Paxton sued the EEOC last September, arguing that states should have the ability to enact their own policies regarding things like bathroom usage. Paxton in his complaint said the guidance was an act of “extreme” federal overreach that puts women and children at risk.

Judge Kacsmaryk was appointed to the bench by President Donald Trump.

Jeff Younger, whose son has been at the center of legal proceedings, said that the “ruling stops the EEOC from imposing pronouns and forced acceptance of co-gender bathrooms on all employers that don’t want it.”

Epoch Times reported:

“Kacsmaryk’s ruling stops the EEOC from imposing pronouns and forced acceptance of co-gender bathrooms on all employers that don’t want it, and the fact is most employers don’t want it,” said Jeff Younger whose 10-year-old son has been at the center of legal proceedings that allow his ex-wife to socialize him as a girl.

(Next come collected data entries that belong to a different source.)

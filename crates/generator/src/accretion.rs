//! Reference generator: places planet nuclei between the planet limits and
//! dresses them with masses, classifications, atmospheres, and moons.
//!
//! The model is intentionally coarse. It honours every input the request
//! validates and is fully reproducible from its seed.

use rand::{Rng, SeedableRng};
use rand_chacha::ChaChaRng;
use stargen_bodies::{Atmosphere, BodyKind, BodyList, CelestialBody, Star};
use stargen_core::constants::{
    DEFAULT_ECCENTRICITY_COEFFICIENT, DEFAULT_INNER_PLANET_FACTOR, DEFAULT_NAME, EARTH_RADIUS_KM,
};
use stargen_core::stellar;
use stargen_core::units::earth_to_solar_masses;
use tracing::debug;

use crate::input::{GenerationParameters, GeneratorInput};
use crate::output::{GeneratedSystem, StellarProfile};
use crate::{Generator, GeneratorError};

/// Gas identifiers (atomic numbers; molecules use the 900 range).
mod gases {
    pub const HYDROGEN: u32 = 1;
    pub const HELIUM: u32 = 2;
    pub const NITROGEN: u32 = 7;
    pub const OXYGEN: u32 = 8;
    pub const ARGON: u32 = 18;
    pub const CARBON_DIOXIDE: u32 = 900;
    pub const METHANE: u32 = 909;
}

/// Core mass (Earth masses) above which a nucleus beyond the snow line captures gas.
const CRITICAL_CORE_MASS_EARTH: f64 = 5.0;
/// Smallest rocky body (Earth masses) that holds an atmosphere.
const MIN_ATMOSPHERE_MASS_EARTH: f64 = 0.05;
/// Cap on the number of planet nuclei placed from scratch.
const MAX_NUCLEI: usize = 32;
const MAX_MOONS: u32 = 4;
/// Equilibrium temperature (K) of a body at 1 AU from a 1 L☉ star.
const EARTH_EQUILIBRIUM_TEMPERATURE_K: f64 = 278.6;

/// Accretion-style generator driven by a seeded ChaCha stream.
#[derive(Debug, Clone)]
pub struct AccretionGenerator {
    seed: u64,
}

impl AccretionGenerator {
    pub fn new(seed: u64) -> Self {
        Self { seed }
    }
}

impl Default for AccretionGenerator {
    fn default() -> Self {
        Self::new(0)
    }
}

#[derive(Debug, Clone, Copy)]
struct Nucleus {
    semi_major_axis_au: f64,
    eccentricity: f64,
    dust_mass: f64,
    gas_mass: f64,
}

/// Planet-zone bounds after defaults have been applied.
#[derive(Debug, Clone, Copy)]
struct Zone {
    inner_au: f64,
    outer_au: f64,
    eccentricity_coefficient: f64,
}

impl Generator for AccretionGenerator {
    fn generate(&mut self, input: &GeneratorInput<'_>) -> Result<GeneratedSystem, GeneratorError> {
        let mut rng = ChaChaRng::seed_from_u64(self.seed ^ input.sys_no as u64);
        let profile = resolve_star(input.star, &mut rng)?;
        let zone = planet_zone(&profile, input.parameters)?;

        let mut nuclei = match input.seed_system {
            Some(seed) => seed_nuclei(seed),
            None => place_nuclei(&profile, &zone, &mut rng),
        };
        nuclei.sort_by(|a, b| a.semi_major_axis_au.total_cmp(&b.semi_major_axis_au));

        let planets: BodyList = nuclei
            .iter()
            .enumerate()
            .map(|(index, nucleus)| {
                build_planet(index, nucleus, &profile, input.parameters, &mut rng)
            })
            .collect();

        debug!(
            "generated {} planets for system {} ({})",
            planets.len(),
            input.sys_no,
            input.system_name
        );

        Ok(GeneratedSystem {
            stellar_profile: profile,
            planets,
        })
    }
}

fn resolve_star(star: &Star, rng: &mut ChaChaRng) -> Result<StellarProfile, GeneratorError> {
    if !(star.mass >= 0.0 && star.luminosity >= 0.0) {
        return Err(GeneratorError::InvalidInput(format!(
            "star mass {} and luminosity {} must be non-negative",
            star.mass, star.luminosity
        )));
    }
    let (mass, luminosity) = match (star.mass, star.luminosity) {
        (m, l) if m > 0.0 && l > 0.0 => (m, l),
        (m, _) if m > 0.0 => (m, stellar::luminosity_from_mass(m)),
        (_, l) if l > 0.0 => (stellar::mass_from_luminosity(l), l),
        _ => {
            return Err(GeneratorError::InvalidInput(
                "star needs a mass or a luminosity".to_string(),
            ));
        }
    };

    let lifetime_years = stellar::main_sequence_lifetime(mass, luminosity);
    let max_age = lifetime_years.min(6.0e9);
    let age_years = if max_age > 1.0e9 {
        rng.random_range(1.0e9..max_age)
    } else {
        max_age * 0.5
    };

    Ok(StellarProfile {
        name: star.name().unwrap_or(DEFAULT_NAME).to_string(),
        mass,
        luminosity,
        ecosphere_radius_au: stellar::ecosphere_radius(luminosity),
        lifetime_years,
        age_years,
    })
}

fn planet_zone(
    profile: &StellarProfile,
    parameters: &GenerationParameters,
) -> Result<Zone, GeneratorError> {
    let inner_planet_factor = non_zero_or(parameters.inner_planet_factor, DEFAULT_INNER_PLANET_FACTOR);
    let eccentricity_coefficient = non_zero_or(
        parameters.eccentricity_coefficient,
        DEFAULT_ECCENTRICITY_COEFFICIENT,
    );

    let inner_au = stellar::innermost_planet(profile.mass, inner_planet_factor)
        .max(parameters.inner_dust_limit);
    let outer_au = non_zero_or(
        parameters.outer_planet_limit,
        stellar::outermost_planet(profile.mass),
    )
    .min(stellar::stellar_dust_limit(profile.mass));

    if inner_au >= outer_au {
        return Err(GeneratorError::EmptyPlanetZone { inner_au, outer_au });
    }
    Ok(Zone {
        inner_au,
        outer_au,
        eccentricity_coefficient,
    })
}

fn non_zero_or(value: f64, fallback: f64) -> f64 {
    if value > 0.0 { value } else { fallback }
}

fn seed_nuclei(seed: &BodyList) -> Vec<Nucleus> {
    seed.iter()
        .filter(|body| body.semi_major_axis_au > 0.0)
        .map(|body| Nucleus {
            semi_major_axis_au: body.semi_major_axis_au,
            eccentricity: body.eccentricity.clamp(0.0, 0.99),
            dust_mass: body.dust_mass.max(0.0),
            gas_mass: body.gas_mass.max(0.0),
        })
        .collect()
}

fn place_nuclei(profile: &StellarProfile, zone: &Zone, rng: &mut ChaChaRng) -> Vec<Nucleus> {
    let snow_line = stellar::snow_line(profile.luminosity);
    let mut nuclei = Vec::new();
    // The first nucleus always lands inside the zone, however narrow.
    let first_max = (zone.inner_au * 1.3).min(zone.outer_au);
    let mut a = if first_max > zone.inner_au {
        rng.random_range(zone.inner_au..first_max)
    } else {
        zone.inner_au
    };

    while a < zone.outer_au && nuclei.len() < MAX_NUCLEI {
        let eccentricity = random_eccentricity(zone.eccentricity_coefficient, rng);
        let core_earth = 10f64.powf(rng.random_range(-1.5..1.2)) * profile.mass.sqrt();
        let gas_earth = if a > snow_line && core_earth > CRITICAL_CORE_MASS_EARTH {
            core_earth * rng.random_range(5.0..60.0)
        } else {
            0.0
        };
        nuclei.push(Nucleus {
            semi_major_axis_au: a,
            eccentricity,
            dust_mass: earth_to_solar_masses(core_earth),
            gas_mass: earth_to_solar_masses(gas_earth),
        });
        a *= rng.random_range(1.4..2.0);
    }
    nuclei
}

fn random_eccentricity(coefficient: f64, rng: &mut ChaChaRng) -> f64 {
    let u: f64 = rng.random();
    (1.0 - u.powf(coefficient)).clamp(0.0, 0.99)
}

fn build_planet(
    index: usize,
    nucleus: &Nucleus,
    profile: &StellarProfile,
    parameters: &GenerationParameters,
    rng: &mut ChaChaRng,
) -> CelestialBody {
    let mut planet = CelestialBody::new()
        .with_orbit(nucleus.semi_major_axis_au, nucleus.eccentricity)
        .with_mass(nucleus.dust_mass, nucleus.gas_mass);
    planet.number = index as u32 + 1;
    planet.axial_tilt_deg = rng.random_range(0.0..40.0);
    planet.kind = classify(&planet, profile);
    planet.surface_temperature_k = equilibrium_temperature(profile.luminosity, planet.semi_major_axis_au);
    fill_structure(&mut planet);

    if parameters.do_gases {
        if let Some(atmosphere) = atmosphere_for(&planet, rng) {
            planet.surface_pressure_mb = atmosphere.total_pressure_mb();
            planet.atmosphere = Some(atmosphere);
        }
    }
    fill_surface(&mut planet, rng);

    if planet.is_gas_giant() {
        planet.minor_moons = rng.random_range(0..20);
    }
    if parameters.do_moons {
        planet.moons = build_moons(&planet, profile, parameters, rng);
    }
    planet
}

fn classify(body: &CelestialBody, profile: &StellarProfile) -> BodyKind {
    let mass_earth = body.mass_earth();
    let a = body.semi_major_axis_au;
    let eco = profile.ecosphere_radius_au;

    if body.gas_mass > body.dust_mass {
        return match mass_earth {
            m if m > 50.0 => BodyKind::GasGiant,
            m if m > 10.0 => BodyKind::SubGasGiant,
            _ => BodyKind::SubSubGasGiant,
        };
    }
    if mass_earth < 0.001 {
        return BodyKind::Asteroids;
    }
    if a < 0.1 * eco {
        return BodyKind::OneFace;
    }
    if a < 0.7 * eco {
        return if mass_earth > 0.5 {
            BodyKind::Venusian
        } else {
            BodyKind::Rock
        };
    }
    if a <= 1.5 * eco {
        return if mass_earth > 0.3 {
            BodyKind::Terrestrial
        } else {
            BodyKind::Martian
        };
    }
    if a < stellar::snow_line(profile.luminosity) {
        return if mass_earth > 2.0 {
            BodyKind::Water
        } else {
            BodyKind::Martian
        };
    }
    BodyKind::Ice
}

fn equilibrium_temperature(luminosity: f64, a: f64) -> f64 {
    EARTH_EQUILIBRIUM_TEMPERATURE_K * luminosity.powf(0.25) / a.sqrt()
}

fn fill_structure(body: &mut CelestialBody) {
    let mass_earth = body.mass_earth().max(1e-9);
    let radius_earth = if body.is_gas_giant() {
        (mass_earth.powf(0.5) * 1.2).min(12.0)
    } else {
        mass_earth.powf(0.27)
    };
    body.radius_km = radius_earth * EARTH_RADIUS_KM;
    // Earth: 5.51 g/cm³ at one Earth mass and radius.
    body.density_g_cm3 = 5.51 * mass_earth / radius_earth.powi(3);
}

fn atmosphere_for(body: &CelestialBody, rng: &mut ChaChaRng) -> Option<Atmosphere> {
    use self::gases::*;

    if body.is_gas_giant() {
        let total = rng.random_range(1.0e5..1.0e6);
        return Some(
            Atmosphere::new()
                .with_gas(HYDROGEN, total * 0.86)
                .with_gas(HELIUM, total * 0.14),
        );
    }
    if body.mass_earth() < MIN_ATMOSPHERE_MASS_EARTH {
        return None;
    }

    let scale = body.mass_earth().powf(1.5);
    let atmosphere = match body.kind {
        BodyKind::Venusian => {
            let total = 90_000.0 * scale * rng.random_range(0.5..1.5);
            Atmosphere::new()
                .with_gas(CARBON_DIOXIDE, total * 0.965)
                .with_gas(NITROGEN, total * 0.035)
        }
        BodyKind::Terrestrial | BodyKind::Water => {
            let total = 1_013.0 * scale * rng.random_range(0.5..2.0);
            Atmosphere::new()
                .with_gas(NITROGEN, total * 0.78)
                .with_gas(OXYGEN, total * 0.21)
                .with_gas(ARGON, total * 0.01)
        }
        BodyKind::Ice => {
            let total = 15.0 * scale * rng.random_range(0.1..2.0);
            Atmosphere::new()
                .with_gas(NITROGEN, total * 0.95)
                .with_gas(METHANE, total * 0.05)
        }
        BodyKind::Martian | BodyKind::Rock => {
            let total = 6.0 * scale * rng.random_range(0.1..2.0);
            Atmosphere::new()
                .with_gas(CARBON_DIOXIDE, total * 0.95)
                .with_gas(NITROGEN, total * 0.03)
                .with_gas(ARGON, total * 0.02)
        }
        _ => return None,
    };
    Some(atmosphere)
}

fn fill_surface(body: &mut CelestialBody, rng: &mut ChaChaRng) {
    match body.kind {
        BodyKind::Terrestrial => {
            body.hydrosphere = rng.random_range(0.3..0.9);
            body.cloud_cover = rng.random_range(0.2..0.7);
            body.ice_cover = rng.random_range(0.0..0.1);
        }
        BodyKind::Water => {
            body.hydrosphere = 1.0;
            body.cloud_cover = rng.random_range(0.5..1.0);
        }
        BodyKind::Venusian => body.cloud_cover = 1.0,
        BodyKind::Ice => body.ice_cover = rng.random_range(0.7..1.0),
        _ => {}
    }
}

fn build_moons(
    planet: &CelestialBody,
    profile: &StellarProfile,
    parameters: &GenerationParameters,
    rng: &mut ChaChaRng,
) -> BodyList {
    let mass_earth = planet.mass_earth();
    let count = if planet.is_gas_giant() {
        rng.random_range(1..=MAX_MOONS)
    } else if mass_earth > 0.5 {
        rng.random_range(0..=1)
    } else {
        0
    };

    // Moons live inside a fraction of the planet's Hill radius.
    let hill_au = planet.semi_major_axis_au
        * (1.0 - planet.eccentricity)
        * (planet.mass() / (3.0 * profile.mass)).cbrt();

    (0..count)
        .map(|index| {
            let moon_earth = mass_earth * rng.random_range(1.0e-5..1.0e-3);
            let mut moon = CelestialBody::new()
                .with_orbit(
                    hill_au * 0.02 * f64::from(index + 1),
                    rng.random_range(0.0..0.05),
                )
                .with_mass(earth_to_solar_masses(moon_earth), 0.0);
            moon.number = index + 1;
            moon.kind = if planet.semi_major_axis_au < stellar::snow_line(profile.luminosity) {
                BodyKind::Rock
            } else {
                BodyKind::Ice
            };
            moon.surface_temperature_k = planet.surface_temperature_k;
            fill_structure(&mut moon);
            if parameters.do_gases && moon.mass_earth() >= MIN_ATMOSPHERE_MASS_EARTH {
                if let Some(atmosphere) = atmosphere_for(&moon, rng) {
                    moon.surface_pressure_mb = atmosphere.total_pressure_mb();
                    moon.atmosphere = Some(atmosphere);
                }
            }
            moon
        })
        .collect()
}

“The opinion allows employers to provide these accommodations if they want to, but the government can’t impose it.”

Judge Kacsmaryk, who was nominated to the federal bench by former U.S. President Donald Trump, further notes in his opinion that HHS guidance discusses federal civil rights protections that apply to gender-affirming care.

Texas Attorney General Ken Paxton called it a “major victory against the Brandon administration.”

Texas Attorney General.gov:

Attorney General Paxton has secured another major victory over the Brandon Administration with the U.S. District Court for the Northern District of Texas ruling in favor of Texas and halting implementation of two woke Brandon Administration rules.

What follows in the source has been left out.